In a pilot study, observed (means ± SD) T concentrations were 337 ± 87 ng/dl after combined subcutaneous ganirelix administration and a total of six consecutive intravenous pulses of rhLH 50 IU infused every 2 h in 8 young men. The saline control values were 85 ± 12 ng/dl, thus verifying inhibitory efficacy of ganirelix. Therefore, based upon the simplest analysis via a paired two-tailed Student's t-test, approximate statistical power was estimated as >90% for detecting a proposed >33% contrast between T concentrations during pulsatile and continuous rhLH infusions if 18 individuals were studied at penalized P < 0.01. The penalty reflects the hypothesis that either one or both (1 or 2 h) of the rhLH-pulse paradigms differ from continuous saline or continuous rhLH stimulation (34). A secondary unpowered hypothesis was that age would negatively determine T responses to any of the three active rhLH infusion types as assessed by linear regression (P penalized at 0.0167 by Bonferroni adjustment).

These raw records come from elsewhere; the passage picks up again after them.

impl SceneRenderer {
    pub fn new(gl: &glow::Context, sprite_texture_size: usize) -> Result<Self, RenderError> {
        let shader_version = egui_glow::ShaderVersion::get(gl);
        if matches!(
            shader_version,
            egui_glow::ShaderVersion::Gl120 | egui_glow::ShaderVersion::Es100
        ) {
            return Err(RenderError::UnsupportedShaderVersion(format!("{:?}", shader_version)));
        }
        let version = shader_version.version_declaration();

        unsafe {
            let program = compile_program(
                gl,
                version,
                SPRITE_VERTEX_SHADER,
                SPRITE_FRAGMENT_SHADER,
                &[(0, "a_position"), (1, "a_color"), (2, "a_size")],
            )?;
            let sprite = SpriteProgram {
                program,
                u_view: gl.get_uniform_location(program, "u_view"),
                u_projection: gl.get_uniform_location(program, "u_projection"),
                u_scale: gl.get_uniform_location(program, "u_scale"),
                u_sprite: gl.get_uniform_location(program, "u_sprite"),
            };

            let program = compile_program(
                gl,
                version,
                INSTANCED_VERTEX_SHADER,
                INSTANCED_FRAGMENT_SHADER,
                &[(0, "a_position"), (1, "a_normal"), (2, "a_model"), (6, "a_color")],
            )?;
            let instanced = InstancedProgram {
                program,
                u_view_proj: gl.get_uniform_location(program, "u_view_proj"),
                u_light_dir: gl.get_uniform_location(program, "u_light_dir"),
                u_ambient: gl.get_uniform_location(program, "u_ambient"),
                u_directional: gl.get_uniform_location(program, "u_directional"),
            };

            let program = compile_program(
                gl,
                version,
                WIRE_VERTEX_SHADER,
                WIRE_FRAGMENT_SHADER,
                &[(0, "a_position")],
            )?;
            let wire = WireProgram {
                program,
                u_view_proj: gl.get_uniform_location(program, "u_view_proj"),
                u_model: gl.get_uniform_location(program, "u_model"),
                u_color: gl.get_uniform_location(program, "u_color"),
                u_opacity: gl.get_uniform_location(program, "u_opacity"),
            };

            // Sprite texture
            let size = sprite_texture_size.max(2);
            let pixels = geometry::sprite_texture(size);
            let sprite_texture = alloc("texture", gl.create_texture())?;
            gl.bind_texture(glow::TEXTURE_2D, Some(sprite_texture));
            gl.tex_parameter_i32(glow::TEXTURE_2D, glow::TEXTURE_WRAP_S, glow::CLAMP_TO_EDGE as i32);
            gl.tex_parameter_i32(glow::TEXTURE_2D, glow::TEXTURE_WRAP_T, glow::CLAMP_TO_EDGE as i32);
            gl.tex_parameter_i32(glow::TEXTURE_2D, glow::TEXTURE_MIN_FILTER, glow::LINEAR as i32);
            gl.tex_parameter_i32(glow::TEXTURE_2D, glow::TEXTURE_MAG_FILTER, glow::LINEAR as i32);
            gl.tex_image_2d(
                glow::TEXTURE_2D,
                0,
                glow::RGBA8 as i32,
                size as i32,
                size as i32,
                0,
                glow::RGBA,
                glow::UNSIGNED_BYTE,
                Some(&pixels),
            );
            gl.bind_texture(glow::TEXTURE_2D, None);

            // Shared sphere mesh, interleaved position + normal
            let mesh = geometry::uv_sphere(SPHERE_SEGMENTS, SPHERE_RINGS);
            let vertices: Vec<f32> = mesh
                .positions
                .iter()
                .zip(&mesh.normals)
                .flat_map(|(p, n)| [p.x, p.y, p.z, n.x, n.y, n.z])
                .collect();
            let sphere_vbo = upload_floats(gl, glow::ARRAY_BUFFER, &vertices)?;
            let sphere_ibo = alloc("buffer", gl.create_buffer())?;
            gl.bind_buffer(glow::ELEMENT_ARRAY_BUFFER, Some(sphere_ibo));
            gl.buffer_data_u8_slice(
                glow::ELEMENT_ARRAY_BUFFER,
                bytemuck::cast_slice(&mesh.indices),
                glow::STATIC_DRAW,
            );
            gl.bind_buffer(glow::ELEMENT_ARRAY_BUFFER, None);

            // Highlight wireframe
            let lines = geometry::wire_sphere(WIRE_SEGMENTS, WIRE_RINGS);
            let line_vertices: Vec<f32> = lines.iter().flat_map(|p| p.to_array()).collect();
            let wire_vao = alloc("vertex array", gl.create_vertex_array())?;
            gl.bind_vertex_array(Some(wire_vao));
            let wire_vbo = upload_floats(gl, glow::ARRAY_BUFFER, &line_vertices)?;
            gl.enable_vertex_attrib_array(0);
            gl.vertex_attrib_pointer_f32(0, 3, glow::FLOAT, false, 3 * F32_SIZE, 0);
            gl.bind_vertex_array(None);
            gl.bind_buffer(glow::ARRAY_BUFFER, None);

            log::info!("Scene renderer created ({:?})", shader_version);

            Ok(Self {
                sprite,
                instanced,
                wire,
                sprite_texture,
                sphere_vbo,
                sphere_ibo,
                sphere_index_count: mesh.indices.len() as i32,
                wire_vao,
                wire_vbo,
                wire_vertex_count: lines.len() as i32,
                clouds: HashMap::new(),
            })
        }
    }

    /// Upload clouds new to this frame and delete buffers of clouds that left the scene
    pub fn sync(&mut self, gl: &glow::Context, frame: &FrameSnapshot) -> Result<(), RenderError> {
        let live: HashSet<u64> = frame.clouds.iter().map(|draw| draw.cloud.id()).collect();
        self.clouds.retain(|id, gpu| {
            let keep = live.contains(id);
            if !keep {
                log::debug!("Releasing GPU buffers of cloud {}", id);
                gpu.delete(gl);
            }
            keep
        });

        for draw in &frame.clouds {
            let id = draw.cloud.id();
            if !self.clouds.contains_key(&id) {
                let gpu = self.upload(gl, &draw.cloud)?;
                self.clouds.insert(id, gpu);
            }
        }
        Ok(())
    }

    fn upload(&self, gl: &glow::Context, cloud: &PointCloud) -> Result<GpuCloud, RenderError> {
        unsafe {
            let vao = alloc("vertex array", gl.create_vertex_array())?;
            gl.bind_vertex_array(Some(vao));

            let gpu = match cloud.geometry() {
                CloudGeometry::Sprites { sizes, .. } => {
                    let data: Vec<f32> = cloud
                        .positions()
                        .iter()
                        .zip(cloud.colors())
                        .zip(sizes)
                        .flat_map(|((p, c), &size)| [p.x, p.y, p.z, c.x, c.y, c.z, size])
                        .collect();
                    let vbo = upload_floats(gl, glow::ARRAY_BUFFER, &data)?;
                    let stride = SPRITE_STRIDE as i32 * F32_SIZE;
                    gl.enable_vertex_attrib_array(0);
                    gl.vertex_attrib_pointer_f32(0, 3, glow::FLOAT, false, stride, 0);
                    gl.enable_vertex_attrib_array(1);
                    gl.vertex_attrib_pointer_f32(1, 3, glow::FLOAT, false, stride, 3 * F32_SIZE);
                    gl.enable_vertex_attrib_array(2);
                    gl.vertex_attrib_pointer_f32(2, 1, glow::FLOAT, false, stride, 6 * F32_SIZE);
                    GpuCloud::Sprites {
                        vao,
                        vbo,
                        count: cloud.len() as i32,
                    }
                }
                CloudGeometry::Instances { transforms, .. } => {
                    // Per-vertex sphere attributes
                    gl.bind_buffer(glow::ARRAY_BUFFER, Some(self.sphere_vbo));
                    gl.enable_vertex_attrib_array(0);
                    gl.vertex_attrib_pointer_f32(0, 3, glow::FLOAT, false, 6 * F32_SIZE, 0);
                    gl.enable_vertex_attrib_array(1);
                    gl.vertex_attrib_pointer_f32(1, 3, glow::FLOAT, false, 6 * F32_SIZE, 3 * F32_SIZE);
                    gl.bind_buffer(glow::ELEMENT_ARRAY_BUFFER, Some(self.sphere_ibo));

                    // Per-instance model matrix (4 columns) + color
                    let data: Vec<f32> = transforms
                        .iter()
                        .zip(cloud.colors())
                        .flat_map(|(m, c)| {
                            let mut row = [0.0; INSTANCE_STRIDE];
                            row[..16].copy_from_slice(&m.to_cols_array());
                            row[16..].copy_from_slice(&c.to_array());
                            row
                        })
                        .collect();
                    let instance_vbo = upload_floats(gl, glow::ARRAY_BUFFER, &data)?;
                    let stride = INSTANCE_STRIDE as i32 * F32_SIZE;
                    for column in 0..4u32 {
                        let location = 2 + column;
                        gl.enable_vertex_attrib_array(location);
                        gl.vertex_attrib_pointer_f32(
                            location,
                            4,
                            glow::FLOAT,
                            false,
                            stride,
                            (column as i32) * 4 * F32_SIZE,
                        );
                        gl.vertex_attrib_divisor(location, 1);
                    }
                    gl.enable_vertex_attrib_array(6);
                    gl.vertex_attrib_pointer_f32(6, 3, glow::FLOAT, false, stride, 16 * F32_SIZE);
                    gl.vertex_attrib_divisor(6, 1);

                    GpuCloud::Instances {
                        vao,
                        instance_vbo,
                        count: cloud.len() as i32,
                    }
                }
            };

            gl.bind_vertex_array(None);
            gl.bind_buffer(glow::ARRAY_BUFFER, None);
            gl.bind_buffer(glow::ELEMENT_ARRAY_BUFFER, None);
            log::debug!("Uploaded cloud {} ({} points)", cloud.id(), cloud.len());
            Ok(gpu)
        }
    }

    /// Draw the visible clouds and highlight markers of `frame`.
    /// The background has already been painted; only depth is cleared here.
    pub fn render(&self, gl: &glow::Context, frame: &FrameSnapshot) {
        let view_proj = frame.projection * frame.view;

        unsafe {
            gl.enable(glow::DEPTH_TEST);
            gl.depth_func(glow::LEQUAL);
            gl.depth_mask(true);
            gl.clear(glow::DEPTH_BUFFER_BIT);
            #[cfg(not(target_arch = "wasm32"))]
            gl.enable(glow::PROGRAM_POINT_SIZE);

            for draw in frame.clouds.iter().filter(|draw| draw.visible) {
                match self.clouds.get(&draw.cloud.id()) {
                    Some(GpuCloud::Instances { vao, count, .. }) => {
                        self.draw_instances(gl, *vao, *count, &view_proj, frame);
                    }
                    Some(GpuCloud::Sprites { vao, count, .. }) => {
                        self.draw_sprites(gl, *vao, *count, frame);
                    }
                    None => {}
                }
            }

            for marker in &frame.highlights {
                self.draw_highlight(gl, marker, &view_proj);
            }

            // Clean up state
            gl.bind_vertex_array(None);
            gl.use_program(None);
            gl.bind_texture(glow::TEXTURE_2D, None);
            gl.depth_mask(true);
            gl.disable(glow::BLEND);
            gl.disable(glow::DEPTH_TEST);
            #[cfg(not(target_arch = "wasm32"))]
            gl.disable(glow::PROGRAM_POINT_SIZE);
        }
    }

    unsafe fn draw_instances(
        &self,
        gl: &glow::Context,
        vao: glow::VertexArray,
        count: i32,
        view_proj: &glam::Mat4,
        frame: &FrameSnapshot,
    ) {
        let program = &self.instanced;
        let light = frame.lighting;
        gl.disable(glow::BLEND);
        gl.use_program(Some(program.program));
        if let Some(loc) = &program.u_view_proj {
            gl.uniform_matrix_4_f32_slice(Some(loc), false, &view_proj.to_cols_array());
        }
        if let Some(loc) = &program.u_light_dir {
            gl.uniform_3_f32(Some(loc), light.direction.x, light.direction.y, light.direction.z);
        }
        if let Some(loc) = &program.u_ambient {
            gl.uniform_1_f32(Some(loc), light.ambient);
        }
        if let Some(loc) = &program.u_directional {
            gl.uniform_1_f32(Some(loc), light.directional);
        }
        gl.bind_vertex_array(Some(vao));
        gl.draw_elements_instanced(
            glow::TRIANGLES,
            self.sphere_index_count,
            glow::UNSIGNED_SHORT,
            0,
            count,
        );
    }

    unsafe fn draw_sprites(&self, gl: &glow::Context, vao: glow::VertexArray, count: i32, frame: &FrameSnapshot) {
        let program = &self.sprite;
        gl.enable(glow::BLEND);
        gl.blend_func(glow::SRC_ALPHA, glow::ONE_MINUS_SRC_ALPHA);
        gl.use_program(Some(program.program));
        if let Some(loc) = &program.u_view {
            gl.uniform_matrix_4_f32_slice(Some(loc), false, &frame.view.to_cols_array());
        }
        if let Some(loc) = &program.u_projection {
            gl.uniform_matrix_4_f32_slice(Some(loc), false, &frame.projection.to_cols_array());
        }
        if let Some(loc) = &program.u_scale {
            gl.uniform_1_f32(Some(loc), frame.viewport_height * 0.5);
        }
        gl.active_texture(glow::TEXTURE0);
        gl.bind_texture(glow::TEXTURE_2D, Some(self.sprite_texture));
        if let Some(loc) = &program.u_sprite {
            gl.uniform_1_i32(Some(loc), 0);
        }
        gl.bind_vertex_array(Some(vao));
        gl.draw_arrays(glow::POINTS, 0, count);
    }

    unsafe fn draw_highlight(&self, gl: &glow::Context, marker: &HighlightMarker, view_proj: &glam::Mat4) {
        let program = &self.wire;
        let model = glam::Mat4::from_translation(marker.position)
            * glam::Mat4::from_scale(glam::Vec3::splat(marker.radius));
        gl.enable(glow::BLEND);
        gl.blend_func(glow::SRC_ALPHA, glow::ONE_MINUS_SRC_ALPHA);
        gl.depth_mask(false);
        gl.use_program(Some(program.program));
        if let Some(loc) = &program.u_view_proj {
            gl.uniform_matrix_4_f32_slice(Some(loc), false, &view_proj.to_cols_array());
        }
        if let Some(loc) = &program.u_model {
            gl.uniform_matrix_4_f32_slice(Some(loc), false, &model.to_cols_array());
        }
        if let Some(loc) = &program.u_color {
            gl.uniform_3_f32(Some(loc), marker.color.x, marker.color.y, marker.color.z);
        }
        if let Some(loc) = &program.u_opacity {
            gl.uniform_1_f32(Some(loc), marker.opacity);
        }
        gl.bind_vertex_array(Some(self.wire_vao));
        gl.draw_arrays(glow::LINES, 0, self.wire_vertex_count);
        gl.depth_mask(true);
    }

    /// Clean up OpenGL resources
    pub fn destroy(&mut self, gl: &glow::Context) {
        for (_, gpu) in self.clouds.drain() {
            gpu.delete(gl);
        }
        unsafe {
            gl.delete_program(self.sprite.program);
            gl.delete_program(self.instanced.program);
            gl.delete_program(self.wire.program);
            gl.delete_texture(self.sprite_texture);
            gl.delete_buffer(self.sphere_vbo);
            gl.delete_buffer(self.sphere_ibo);
            gl.delete_vertex_array(self.wire_vao);
            gl.delete_buffer(self.wire_vbo);
        }
    }
}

Exponential curve fitting (monoexponential ascending curve) and kinetic analysis were used to estimate the rate of rise of measured T concentrations and the metabolic clearance rate of infused LH, respectively (50, 52). Deconvolution analysis was applied to assess the half-life of disappearance of infused LH (26). The plateau T response was defined as the mean of the last 90-min T concentrations and the peak T response as the maximal (single) T concentration achieved in each session. The mean T response was the arithmetic average T concentration over each 10 h of sampling.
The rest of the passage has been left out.